'82 Jeep Scrambler Daily Driver

orange150

Well-Known Member
Joined
Mar 20, 2005
Location
Fairfax City, VA
A couple of years ago I had the opportunity to purchase one of my childhood dream vehicles, a Jeep CJ-8 Scrambler. At the time of purchase it had a 4" lift with 33" tires, which I have dropped to 2.5" lift with 31's.
I had no intention of buying one, but I was involved in a t-bone accident with my dream truck, a 2002 F-250, PSD, crew cab, short bed that totaled it out. I loved that truck. It was THE truck for me and I had absolutely no thoughts of getting rid of it. I still miss that truck badly but most trucks of that vintage are either ragged out or way overpriced now.
I was so content with the truck that I bought another project car ('65 Mustang) to build for road racing at VIR and Road Atlanta and had basically written off building anything for OHV duty.
At the time, I had a company vehicle so not having a 'normal' car was no big deal. But of course, I had an opportunity arise with my dream company that I couldn't pass up, the only catch was no company vehicle.

So, the Jeep stepped up for daily duty.
The theme to this 'build' is to keep the Jeep as close to stock as possible, keeping it to a point where I could easily turn it back into a stock '82 CJ-8 w/ the 258, T5, D300 it came with.
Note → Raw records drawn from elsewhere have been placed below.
// Copyright (C) 2025 MINT CRM contributors
// SPDX-License-Identifier: AGPL-3.0-or-later
//! MINT CRM core
//!
//! Domain model, PostgreSQL persistence and business services for the MINT
//! CRM backend. The HTTP layer lives in `mint-crm-server`; everything here is
//! usable without it (the admin CLI and the background workers call straight
//! into this crate).
//!
//! # Layout
//!
//! | Module | Contents |
//! |--------|----------|
//! | [`models`] | records, inputs, filters and choice enums |
//! | [`db`] | free functions over a `PgPool`, one submodule per table family |
//! | [`services`] | case numbering, SLA, assignment, escalation, email intake, template seeding |
//! | [`messaging`] | `Mailer` and `SmsGateway` seams, the email/SMS services and the case notifier |
//! | [`reports`] | report generators and JSON/CSV export |
//! | [`workers`] | escalation, email queue, email cleanup, meeting reminder and report jobs |
//! | [`permissions`] | role-based visibility scopes |
//! | [`templating`] | `{{ path }}` placeholder rendering |

pub mod db;
pub mod error;
pub mod messaging;
pub mod migrations;
pub mod models;
pub mod permissions;
pub mod reports;
pub mod services;
pub mod templating;
pub mod workers;

pub use error::{Error, Result};
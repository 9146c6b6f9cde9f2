// Copyright (C) 2025 MINT CRM contributors
// SPDX-License-Identifier: AGPL-3.0-or-later
//! SMS records and their log.

use chrono::{DateTime, Utc};
use sqlx::PgPool;

use super::{LabelCount, PageRequest, order_by, search_pattern};
use crate::models::{NewSms, Sms, SmsEvent, SmsFilter, SmsLog};
use crate::permissions::SmsScope;

const SMS_ORDERING: &[(&str, &str)] = &[("created_at", "s.created_at"), ("sent_at", "s.sent_at")];

const SMS_SCOPE_SQL: &str = r#"
    ($1::TEXT = 'all'
        OR ($1::TEXT = 'own' AND s.user_id = $2)
        OR ($1::TEXT = 'agent' AND (
            s.user_id = $2
            OR EXISTS (SELECT 1 FROM cases c WHERE c.id = s.case_id AND c.assigned_to_id = $2)
        )))
"#;

const SMS_FILTER_SQL: &str = r#"
    ($3::TEXT IS NULL OR s.sms_type = $3)
    AND ($4::TEXT IS NULL OR s.status = $4)
    AND ($5::BIGINT IS NULL OR s.case_id = $5)
    AND ($6::BIGINT IS NULL OR s.contact_id = $6)
    AND ($7::TEXT IS NULL OR (s.message ILIKE $7 OR s.to_number ILIKE $7))
"#;

pub async fn create_sms(pool: &PgPool, input: &NewSms) -> Result<Sms, sqlx::Error> {
    sqlx::query_as::<_, Sms>(
        r#"
        INSERT INTO sms_messages (
            sms_type, status, message, from_number, to_number, template_id, case_id,
            user_id, contact_id, message_id, error_message, sent_at
        ) VALUES ($1, $2, $3, $4, $5, $6, $7, $8, $9, $10, $11, $12)
        RETURNING *
        "#,
    )
    .bind(input.sms_type.as_str())
    .bind(input.status.as_str())
    .bind(&input.message)
    .bind(&input.from_number)
    .bind(&input.to_number)
    .bind(input.template_id)
    .bind(input.case_id)
    .bind(input.user_id)
    .bind(input.contact_id)
    .bind(&input.message_id)
    .bind(&input.error_message)
    .bind(input.sent_at)
    .fetch_one(pool)
    .await
}

pub async fn get_sms(pool: &PgPool, id: i64) -> Result<Option<Sms>, sqlx::Error> {
    sqlx::query_as::<_, Sms>("SELECT * FROM sms_messages WHERE id = $1")
        .bind(id)
        .fetch_optional(pool)
        .await
}

pub async fn get_visible_sms(
    pool: &PgPool,
    id: i64,
    scope: SmsScope,
) -> Result<Option<Sms>, sqlx::Error> {
    let query = format!("SELECT s.* FROM sms_messages s WHERE {SMS_SCOPE_SQL} AND s.id = $3");
    sqlx::query_as::<_, Sms>(&query)
        .bind(scope.mode())
        .bind(scope.user_id())
        .bind(id)
        .fetch_optional(pool)
        .await
}

pub async fn list_sms(
    pool: &PgPool,
    filter: &SmsFilter,
    scope: SmsScope,
    page: PageRequest,
) -> Result<Vec<Sms>, sqlx::Error> {
    let order = order_by(filter.ordering.as_deref(), SMS_ORDERING, "s.created_at DESC");
    let query = format!(
        r#"
        SELECT s.* FROM sms_messages s
        WHERE {SMS_SCOPE_SQL} AND {SMS_FILTER_SQL}
        ORDER BY {order}, s.id DESC
        LIMIT $8 OFFSET $9
        "#
    );
    sqlx::query_as::<_, Sms>(&query)
        .bind(scope.mode())
        .bind(scope.user_id())
        .bind(filter.sms_type.map(|t| t.as_str()))
        .bind(filter.status.map(|s| s.as_str()))
        .bind(filter.case)
        .bind(filter.contact)
        .bind(search_pattern(filter.search.as_deref()))
        .bind(page.limit)
        .bind(page.offset)
        .fetch_all(pool)
        .await
}

pub async fn count_sms(
    pool: &PgPool,
    filter: &SmsFilter,
    scope: SmsScope,
) -> Result<i64, sqlx::Error> {
    let query = format!(
        "SELECT COUNT(*) FROM sms_messages s WHERE {SMS_SCOPE_SQL} AND {SMS_FILTER_SQL}"
    );
    let count: (i64,) = sqlx::query_as(&query)
        .bind(scope.mode())
        .bind(scope.user_id())
        .bind(filter.sms_type.map(|t| t.as_str()))
        .bind(filter.status.map(|s| s.as_str()))
        .bind(filter.case)
        .bind(filter.contact)
        .bind(search_pattern(filter.search.as_deref()))
        .fetch_one(pool)
        .await?;
    Ok(count.0)
}

pub async fn mark_sent(
    pool: &PgPool,
    id: i64,
    message_id: Option<&str>,
) -> Result<Option<Sms>, sqlx::Error> {
    sqlx::query_as::<_, Sms>(
        r#"
        UPDATE sms_messages
        SET status = 'sent', sent_at = NOW(), error_message = '',
            message_id = COALESCE($2, message_id)
        WHERE id = $1
        RETURNING *
        "#,
    )
    .bind(id)
    .bind(message_id)
    .fetch_optional(pool)
    .await
}

pub async fn mark_failed(pool: &PgPool, id: i64, error: &str) -> Result<Option<Sms>, sqlx::Error> {
    sqlx::query_as::<_, Sms>(
        r#"
        UPDATE sms_messages
        SET status = 'failed', error_message = $2, retry_count = retry_count + 1
        WHERE id = $1
        RETURNING *
        "#,
    )
    .bind(id)
    .bind(error)
    .fetch_optional(pool)
    .await
}

pub async fn mark_read(pool: &PgPool, id: i64) -> Result<Option<Sms>, sqlx::Error> {
    sqlx::query_as::<_, Sms>(
        r#"
        UPDATE sms_messages SET is_read = TRUE, read_at = COALESCE(read_at, NOW())
        WHERE id = $1
        RETURNING *
        "#,
    )
    .bind(id)
    .fetch_optional(pool)
    .await
}

pub async fn toggle_star(pool: &PgPool, id: i64) -> Result<Option<Sms>, sqlx::Error> {
    sqlx::query_as::<_, Sms>(
        "UPDATE sms_messages SET is_starred = NOT is_starred WHERE id = $1 RETURNING *",
    )
    .bind(id)
    .fetch_optional(pool)
    .await
}

pub async fn delete_sms(pool: &PgPool, id: i64) -> Result<bool, sqlx::Error> {
    let result = sqlx::query("DELETE FROM sms_messages WHERE id = $1")
        .bind(id)
        .execute(pool)
        .await?;
    Ok(result.rows_affected() > 0)
}

pub async fn add_log(
    pool: &PgPool,
    sms_id: i64,
    event: SmsEvent,
    data: &serde_json::Value,
) -> Result<SmsLog, sqlx::Error> {
    sqlx::query_as::<_, SmsLog>(
        "INSERT INTO sms_logs (sms_id, event, data) VALUES ($1, $2, $3) RETURNING *",
    )
    .bind(sms_id)
    .bind(event.as_str())
    .bind(data)
    .fetch_one(pool)
    .await
}

pub async fn list_logs(pool: &PgPool, sms_id: i64) -> Result<Vec<SmsLog>, sqlx::Error> {
    sqlx::query_as::<_, SmsLog>(
        "SELECT * FROM sms_logs WHERE sms_id = $1 ORDER BY created_at ASC, id ASC",
    )
    .bind(sms_id)
    .fetch_all(pool)
    .await
}

#[derive(Debug, Clone, serde::Serialize)]
pub struct SmsStats {
    pub total: i64,
    pub sent: i64,
    pub delivered: i64,
    pub failed: i64,
    pub by_type: Vec<LabelCount>,
    pub by_status: Vec<LabelCount>,
}

pub async fn sms_stats(
    pool: &PgPool,
    scope: SmsScope,
    since: DateTime<Utc>,
) -> Result<SmsStats, sqlx::Error> {
    let totals_sql = format!(
        r#"
        SELECT COUNT(*),
               COUNT(*) FILTER (WHERE s.status = 'sent'),
               COUNT(*) FILTER (WHERE s.status = 'delivered'),
               COUNT(*) FILTER (WHERE s.status = 'failed')
        FROM sms_messages s
        WHERE {SMS_SCOPE_SQL} AND s.created_at >= $3
        "#
    );
    let totals: (i64, i64, i64, i64) = sqlx::query_as(&totals_sql)
        .bind(scope.mode())
        .bind(scope.user_id())
        .bind(since)
        .fetch_one(pool)
        .await?;

    let mut groups = Vec::with_capacity(2);
    for column in ["s.sms_type", "s.status"] {
        let query = format!(
            r#"
            SELECT {column} AS label, COUNT(*) AS count
            FROM sms_messages s
            WHERE {SMS_SCOPE_SQL} AND s.created_at >= $3
            GROUP BY {column}
            ORDER BY count DESC, label
            "#
        );
        let rows = sqlx::query_as::<_, LabelCount>(&query)
            .bind(scope.mode())
            .bind(scope.user_id())
            .bind(since)
            .fetch_all(pool)
            .await?;
        groups.push(rows);
    }
    let by_status = groups.pop().unwrap_or_default();
    let by_type = groups.pop().unwrap_or_default();

    Ok(SmsStats {
        total: totals.0,
        sent: totals.1,
        delivered: totals.2,
        failed: totals.3,
        by_type,
        by_status,
    })
}
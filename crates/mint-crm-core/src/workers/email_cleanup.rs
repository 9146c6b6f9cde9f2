// Copyright (C) 2025 MINT CRM contributors
// SPDX-License-Identifier: AGPL-3.0-or-later
//! Deletes old emails.
//!
//! Archived emails and emails in a terminal delivery state (sent, delivered,
//! failed, bounced) created before the retention window are removed together
//! with their logs. Drafts and queued emails are never touched.

use std::sync::Arc;
use std::time::Duration;

use chrono::Utc;
use sqlx::PgPool;
use tokio::sync::Notify;
use tracing::{debug, error, info};

use super::{env_flag, env_u64};
use crate::db;

#[derive(Debug, Clone)]
pub struct EmailCleanupWorkerConfig {
    /// Off unless explicitly enabled.
    pub enabled: bool,
    pub poll_interval: Duration,
    pub max_age: Duration,
}

impl Default for EmailCleanupWorkerConfig {
    fn default() -> Self {
        Self {
            enabled: false,
            poll_interval: Duration::from_secs(86400),
            max_age: Duration::from_secs(90 * 24 * 3600),
        }
    }
}

impl EmailCleanupWorkerConfig {
    /// Environment variables:
    /// - `MINT_CRM_EMAIL_CLEANUP_ENABLED` (default: false)
    /// - `MINT_CRM_EMAIL_CLEANUP_INTERVAL_SECS` (default: 86400)
    /// - `MINT_CRM_EMAIL_CLEANUP_MAX_AGE_DAYS` (default: 90)
    pub fn from_env() -> Self {
        let max_age_days = env_u64("MINT_CRM_EMAIL_CLEANUP_MAX_AGE_DAYS", 90);
        Self {
            enabled: env_flag("MINT_CRM_EMAIL_CLEANUP_ENABLED", false),
            poll_interval: Duration::from_secs(env_u64(
                "MINT_CRM_EMAIL_CLEANUP_INTERVAL_SECS",
                86400,
            )),
            max_age: Duration::from_secs(max_age_days * 24 * 3600),
        }
    }
}

pub struct EmailCleanupWorker {
    pool: PgPool,
    config: EmailCleanupWorkerConfig,
    shutdown: Arc<Notify>,
}

impl EmailCleanupWorker {
    pub fn new(pool: PgPool, config: EmailCleanupWorkerConfig) -> Self {
        Self {
            pool,
            config,
            shutdown: Arc::new(Notify::new()),
        }
    }

    pub fn shutdown_handle(&self) -> Arc<Notify> {
        self.shutdown.clone()
    }

    pub async fn run(&self) {
        if !self.config.enabled {
            info!("Email cleanup worker disabled");
            return;
        }

        info!(
            poll_interval_secs = self.config.poll_interval.as_secs(),
            max_age_days = self.config.max_age.as_secs() / 86400,
            "Email cleanup worker started"
        );

        loop {
            tokio::select! {
                biased;

                _ = self.shutdown.notified() => {
                    info!("Email cleanup worker received shutdown signal");
                    break;
                }

                _ = tokio::time::sleep(self.config.poll_interval) => {
                    if let Err(e) = self.cleanup_old_emails().await {
                        error!(error = %e, "Failed to clean up old emails");
                    }
                }
            }
        }

        info!("Email cleanup worker stopped");
    }

    pub async fn cleanup_old_emails(&self) -> crate::Result<u64> {
        let cutoff = Utc::now()
            - chrono::Duration::from_std(self.config.max_age)
                .map_err(|e| crate::Error::Other(format!("Invalid duration: {e}")))?;

        let deleted = db::emails::delete_older_than(&self.pool, cutoff).await?;
        if deleted > 0 {
            info!(deleted, cutoff = %cutoff, "Email cleanup cycle completed");
        } else {
            debug!("Email cleanup cycle completed, nothing to delete");
        }
        Ok(deleted)
    }
}
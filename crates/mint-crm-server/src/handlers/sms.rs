// Copyright (C) 2025 MINT CRM contributors
// SPDX-License-Identifier: AGPL-3.0-or-later
//! SMS messages, SMS templates and per-user SMS provider settings.

use axum::{
    Json,
    extract::{Path, State},
    http::StatusCode,
};
use bytes::Bytes;
use chrono::Utc;
use serde::{Deserialize, Serialize};
use serde_json::{Value, json};

use mint_crm_core::db::{self, sms::SmsStats};
use mint_crm_core::messaging::{BulkSmsResult, BulkStatus};
use mint_crm_core::models::{
    Sms, SmsFilter, SmsProvider, SmsTemplate, SmsTemplateInput, TemplateFilter, User,
    UserSmsConfig, UserSmsConfigInput, validate_message,
};
use mint_crm_core::permissions::{CaseScope, SmsScope};
use mint_crm_core::templating;

use super::{DaysParam, PageParams, Paginated, no_content, optional_json};
use crate::auth::CurrentUser;
use crate::error::{ApiError, ApiResult};
use crate::extract::{AppJson, AppQuery};
use crate::state::AppState;

const DEFAULT_TEST_MESSAGE: &str = "Test SMS from MINTT CRM";

async fn visible_sms(state: &AppState, user: &User, id: i64) -> ApiResult<Sms> {
    db::sms::get_visible_sms(&state.pool, id, SmsScope::for_user(user))
        .await?
        .ok_or_else(|| ApiError::not_found("SMS"))
}

async fn check_case(state: &AppState, user: &User, case_id: Option<i64>) -> ApiResult<()> {
    if let Some(case_id) = case_id {
        db::cases::get_visible_case(&state.pool, case_id, CaseScope::for_user(user))
            .await?
            .ok_or_else(|| ApiError::not_found("Case"))?;
    }
    Ok(())
}

pub async fn list_sms(
    State(state): State<AppState>,
    CurrentUser(user): CurrentUser,
    AppQuery(page): AppQuery<PageParams>,
    AppQuery(filter): AppQuery<SmsFilter>,
) -> ApiResult<Json<Paginated<Sms>>> {
    let scope = SmsScope::for_user(&user);
    let page = page.request();
    let count = db::sms::count_sms(&state.pool, &filter, scope).await?;
    let messages = db::sms::list_sms(&state.pool, &filter, scope, page).await?;
    Ok(Json(Paginated::new(count, page, messages)))
}

pub async fn get_sms(
    State(state): State<AppState>,
    CurrentUser(user): CurrentUser,
    Path(id): Path<i64>,
) -> ApiResult<Json<Sms>> {
    Ok(Json(visible_sms(&state, &user, id).await?))
}

pub async fn delete_sms(
    State(state): State<AppState>,
    CurrentUser(user): CurrentUser,
    Path(id): Path<i64>,
) -> ApiResult<StatusCode> {
    visible_sms(&state, &user, id).await?;
    db::sms::delete_sms(&state.pool, id).await?;
    Ok(no_content())
}

#[derive(Debug, Deserialize)]
pub struct SendSmsRequest {
    pub to_number: Option<String>,
    #[serde(default)]
    pub message: String,
    pub case_id: Option<i64>,
    pub contact_id: Option<i64>,
}

/// `POST /api/sms/send_sms/`
///
/// The message is recorded either way; a gateway failure shows up as a
/// `failed` record rather than an error response.
pub async fn send_sms(
    State(state): State<AppState>,
    CurrentUser(user): CurrentUser,
    AppJson(req): AppJson<SendSmsRequest>,
) -> ApiResult<(StatusCode, Json<Sms>)> {
    let to = req
        .to_number
        .filter(|n| !n.trim().is_empty())
        .ok_or_else(|| ApiError::bad_request("to_number is required"))?;
    validate_message(&req.message)?;
    check_case(&state, &user, req.case_id).await?;

    let sms = state
        .sms()
        .send_to_number(user.id, &to, &req.message, req.case_id, req.contact_id)
        .await?;
    tracing::info!(sms_id = sms.id, status = sms.status.as_str(), "SMS sent on request");
    Ok((StatusCode::CREATED, Json(sms)))
}

/// `POST /api/sms/{id}/resend/`
pub async fn resend(
    State(state): State<AppState>,
    CurrentUser(user): CurrentUser,
    Path(id): Path<i64>,
) -> ApiResult<Json<Sms>> {
    let sms = visible_sms(&state, &user, id).await?;
    Ok(Json(state.sms().resend(sms).await?))
}

#[derive(Debug, Deserialize)]
pub struct BulkSmsRequest {
    #[serde(default)]
    pub user_ids: Vec<i64>,
    #[serde(default)]
    pub message: String,
    pub case_id: Option<i64>,
}

#[derive(Debug, Serialize)]
pub struct BulkSmsResponse {
    pub total: usize,
    pub sent: usize,
    pub failed: usize,
    pub no_phone: usize,
    pub results: Vec<BulkSmsResult>,
}

impl BulkSmsResponse {
    fn new(results: Vec<BulkSmsResult>) -> Self {
        let count = |status| results.iter().filter(|r| r.status == status).count();
        Self {
            total: results.len(),
            sent: count(BulkStatus::Sent),
            failed: count(BulkStatus::Failed),
            no_phone: count(BulkStatus::NoPhone),
            results,
        }
    }
}

/// `POST /api/sms/send_bulk/`
pub async fn send_bulk(
    State(state): State<AppState>,
    user: CurrentUser,
    AppJson(req): AppJson<BulkSmsRequest>,
) -> ApiResult<Json<BulkSmsResponse>> {
    let actor = user.require_agent()?;
    if req.user_ids.is_empty() {
        return Err(ApiError::bad_request("user_ids is required"));
    }
    validate_message(&req.message)?;
    check_case(&state, actor, req.case_id).await?;

    let results = state
        .sms()
        .send_bulk(&req.user_ids, &req.message, req.case_id)
        .await?;
    let response = BulkSmsResponse::new(results);
    tracing::info!(
        actor_id = actor.id,
        sent = response.sent,
        failed = response.failed,
        "Bulk SMS finished"
    );
    Ok(Json(response))
}

/// `GET /api/sms/stats/?days=30`
pub async fn sms_stats(
    State(state): State<AppState>,
    CurrentUser(user): CurrentUser,
    AppQuery(days): AppQuery<DaysParam>,
) -> ApiResult<Json<SmsStats>> {
    let stats = db::sms::sms_stats(
        &state.pool,
        SmsScope::for_user(&user),
        days.since(Utc::now()),
    )
    .await?;
    Ok(Json(stats))
}

pub async fn mark_read(
    State(state): State<AppState>,
    CurrentUser(user): CurrentUser,
    Path(id): Path<i64>,
) -> ApiResult<Json<Sms>> {
    visible_sms(&state, &user, id).await?;
    let sms = db::sms::mark_read(&state.pool, id)
        .await?
        .ok_or_else(|| ApiError::not_found("SMS"))?;
    Ok(Json(sms))
}

pub async fn toggle_star(
    State(state): State<AppState>,
    CurrentUser(user): CurrentUser,
    Path(id): Path<i64>,
) -> ApiResult<Json<Sms>> {
    visible_sms(&state, &user, id).await?;
    let sms = db::sms::toggle_star(&state.pool, id)
        .await?
        .ok_or_else(|| ApiError::not_found("SMS"))?;
    Ok(Json(sms))
}

// Templates, manager and admin only.

async fn template(state: &AppState, id: i64) -> ApiResult<SmsTemplate> {
    db::sms_templates::get_template(&state.pool, id)
        .await?
        .ok_or_else(|| ApiError::not_found("SMS template"))
}

pub async fn list_templates(
    State(state): State<AppState>,
    user: CurrentUser,
    AppQuery(page): AppQuery<PageParams>,
    AppQuery(filter): AppQuery<TemplateFilter>,
) -> ApiResult<Json<Paginated<SmsTemplate>>> {
    user.require_manager()?;
    let page = page.request();
    let count = db::sms_templates::count_templates(&state.pool, &filter).await?;
    let templates = db::sms_templates::list_templates(&state.pool, &filter, page).await?;
    Ok(Json(Paginated::new(count, page, templates)))
}

pub async fn get_template(
    State(state): State<AppState>,
    user: CurrentUser,
    Path(id): Path<i64>,
) -> ApiResult<Json<SmsTemplate>> {
    user.require_manager()?;
    Ok(Json(template(&state, id).await?))
}

pub async fn create_template(
    State(state): State<AppState>,
    user: CurrentUser,
    AppJson(input): AppJson<SmsTemplateInput>,
) -> ApiResult<(StatusCode, Json<SmsTemplate>)> {
    let actor = user.require_manager()?;
    if input.name.as_deref().is_none_or(|n| n.trim().is_empty()) {
        return Err(ApiError::bad_request("Template name is required"));
    }
    if input.message.is_none() {
        return Err(ApiError::bad_request("Message is required"));
    }
    input.validate()?;
    let template = db::sms_templates::create_template(&state.pool, &input, Some(actor.id)).await?;
    Ok((StatusCode::CREATED, Json(template)))
}

pub async fn update_template(
    State(state): State<AppState>,
    user: CurrentUser,
    Path(id): Path<i64>,
    AppJson(input): AppJson<SmsTemplateInput>,
) -> ApiResult<Json<SmsTemplate>> {
    user.require_manager()?;
    input.validate()?;
    let template = db::sms_templates::update_template(&state.pool, id, &input)
        .await?
        .ok_or_else(|| ApiError::not_found("SMS template"))?;
    Ok(Json(template))
}

pub async fn delete_template(
    State(state): State<AppState>,
    user: CurrentUser,
    Path(id): Path<i64>,
) -> ApiResult<StatusCode> {
    user.require_manager()?;
    if !db::sms_templates::delete_template(&state.pool, id).await? {
        return Err(ApiError::not_found("SMS template"));
    }
    Ok(no_content())
}

#[derive(Debug, Deserialize)]
pub struct TemplateTestRequest {
    pub test_phone: Option<String>,
}

/// `POST /api/sms-templates/{id}/test/`
pub async fn test_template(
    State(state): State<AppState>,
    user: CurrentUser,
    Path(id): Path<i64>,
    AppJson(req): AppJson<TemplateTestRequest>,
) -> ApiResult<Json<Sms>> {
    let actor = user.require_manager()?;
    let phone = req
        .test_phone
        .filter(|p| !p.trim().is_empty())
        .ok_or_else(|| ApiError::bad_request("test_phone is required"))?;
    let template = template(&state, id).await?;
    let rendered = template.render(&templating::sample_context());
    validate_message(&rendered)?;

    let sms = state
        .sms()
        .send_to_number(actor.id, &phone, &rendered, None, None)
        .await?;
    Ok(Json(sms))
}

// Per-user provider settings

async fn own_config(state: &AppState, user: &User, id: i64) -> ApiResult<UserSmsConfig> {
    db::sms_configs::get_config(&state.pool, id)
        .await?
        .filter(|c| c.user_id == user.id)
        .ok_or_else(|| ApiError::not_found("SMS configuration"))
}

pub async fn list_configs(
    State(state): State<AppState>,
    CurrentUser(user): CurrentUser,
) -> ApiResult<Json<Vec<UserSmsConfig>>> {
    let config = db::sms_configs::get_config_for_user(&state.pool, user.id).await?;
    Ok(Json(config.into_iter().collect()))
}

pub async fn save_config(
    State(state): State<AppState>,
    CurrentUser(user): CurrentUser,
    AppJson(input): AppJson<UserSmsConfigInput>,
) -> ApiResult<(StatusCode, Json<UserSmsConfig>)> {
    let config = db::sms_configs::upsert_config(&state.pool, user.id, &input).await?;
    tracing::info!(user_id = user.id, config_id = config.id, "SMS configuration saved");
    Ok((StatusCode::CREATED, Json(config)))
}

pub async fn get_config(
    State(state): State<AppState>,
    CurrentUser(user): CurrentUser,
    Path(id): Path<i64>,
) -> ApiResult<Json<UserSmsConfig>> {
    Ok(Json(own_config(&state, &user, id).await?))
}

pub async fn update_config(
    State(state): State<AppState>,
    CurrentUser(user): CurrentUser,
    Path(id): Path<i64>,
    AppJson(input): AppJson<UserSmsConfigInput>,
) -> ApiResult<Json<UserSmsConfig>> {
    own_config(&state, &user, id).await?;
    Ok(Json(
        db::sms_configs::upsert_config(&state.pool, user.id, &input).await?,
    ))
}

pub async fn delete_config(
    State(state): State<AppState>,
    CurrentUser(user): CurrentUser,
    Path(id): Path<i64>,
) -> ApiResult<StatusCode> {
    own_config(&state, &user, id).await?;
    db::sms_configs::delete_config(&state.pool, id).await?;
    Ok(no_content())
}

/// `POST /api/sms-configs/{id}/verify/`
pub async fn verify_config(
    State(state): State<AppState>,
    CurrentUser(user): CurrentUser,
    Path(id): Path<i64>,
) -> ApiResult<Json<Value>> {
    let config = own_config(&state, &user, id).await?;
    let missing = config.missing_credentials();
    let verified = missing.is_empty();
    db::sms_configs::set_verified(&state.pool, id, verified).await?;

    if verified {
        Ok(Json(json!({
            "message": "SMS configuration verified",
            "is_verified": true,
        })))
    } else {
        Err(ApiError::bad_request(format!(
            "{} configuration requires {}",
            config.provider.label(),
            missing.join(", ")
        )))
    }
}

#[derive(Debug, Default, Deserialize)]
pub struct TestConnectionRequest {
    pub test_phone: Option<String>,
    pub test_message: Option<String>,
}

/// `POST /api/sms-configs/{id}/test_connection/`
pub async fn test_connection(
    State(state): State<AppState>,
    CurrentUser(user): CurrentUser,
    Path(id): Path<i64>,
    body: Bytes,
) -> ApiResult<Json<Value>> {
    let req: TestConnectionRequest = optional_json(&body)?;
    own_config(&state, &user, id).await?;
    let phone = req
        .test_phone
        .filter(|p| !p.trim().is_empty())
        .ok_or_else(|| ApiError::bad_request("test_phone is required"))?;
    let message = req
        .test_message
        .filter(|m| !m.trim().is_empty())
        .unwrap_or_else(|| DEFAULT_TEST_MESSAGE.to_string());
    validate_message(&message)?;

    match state.sms().send_raw(&phone, &message).await {
        Ok(result) => Ok(Json(json!({
            "success": true,
            "message": format!("Test SMS sent to {phone}"),
            "result": result,
        }))),
        Err(e) => {
            tracing::warn!(config_id = id, error = %e, "SMS test failed");
            Err(ApiError::bad_request(format!("SMS test failed: {e}")))
        }
    }
}

#[derive(Debug, Serialize)]
pub struct ProviderInfo {
    pub provider: SmsProvider,
    pub name: &'static str,
    pub required_fields: &'static [&'static str],
}

/// `GET /api/sms-configs/providers/`
pub async fn providers(_user: CurrentUser) -> Json<Vec<ProviderInfo>> {
    Json(
        SmsProvider::ALL
            .iter()
            .map(|p| ProviderInfo {
                provider: *p,
                name: p.label(),
                required_fields: p.required_fields(),
            })
            .collect(),
    )
}

#[cfg(test)]
mod tests {
    use super::*;

    fn result(user_id: i64, status: BulkStatus) -> BulkSmsResult {
        BulkSmsResult {
            user_id,
            phone: None,
            status,
            sms_id: None,
        }
    }

    #[test]
    fn test_bulk_response_counts() {
        let response = BulkSmsResponse::new(vec![
            result(1, BulkStatus::Sent),
            result(2, BulkStatus::Sent),
            result(3, BulkStatus::NoPhone),
            result(4, BulkStatus::Failed),
        ]);
        assert_eq!(response.total, 4);
        assert_eq!(response.sent, 2);
        assert_eq!(response.failed, 1);
        assert_eq!(response.no_phone, 1);
    }
}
It needs to pull daily duty (which it has been doing for over a year now); be able to do light trail rides which means I need to be able to drive it to and (hopefully) from the trails which can be up to 5hrs away (right?), and help me work around the yard.

I ask the vast majority of my technical questions on the CJ forums, and am going to summarize the build here since this is my local forum, and I have been posting on this forum since before it was revamped in '05 but stopped when I thought I was done with OHV vehicles...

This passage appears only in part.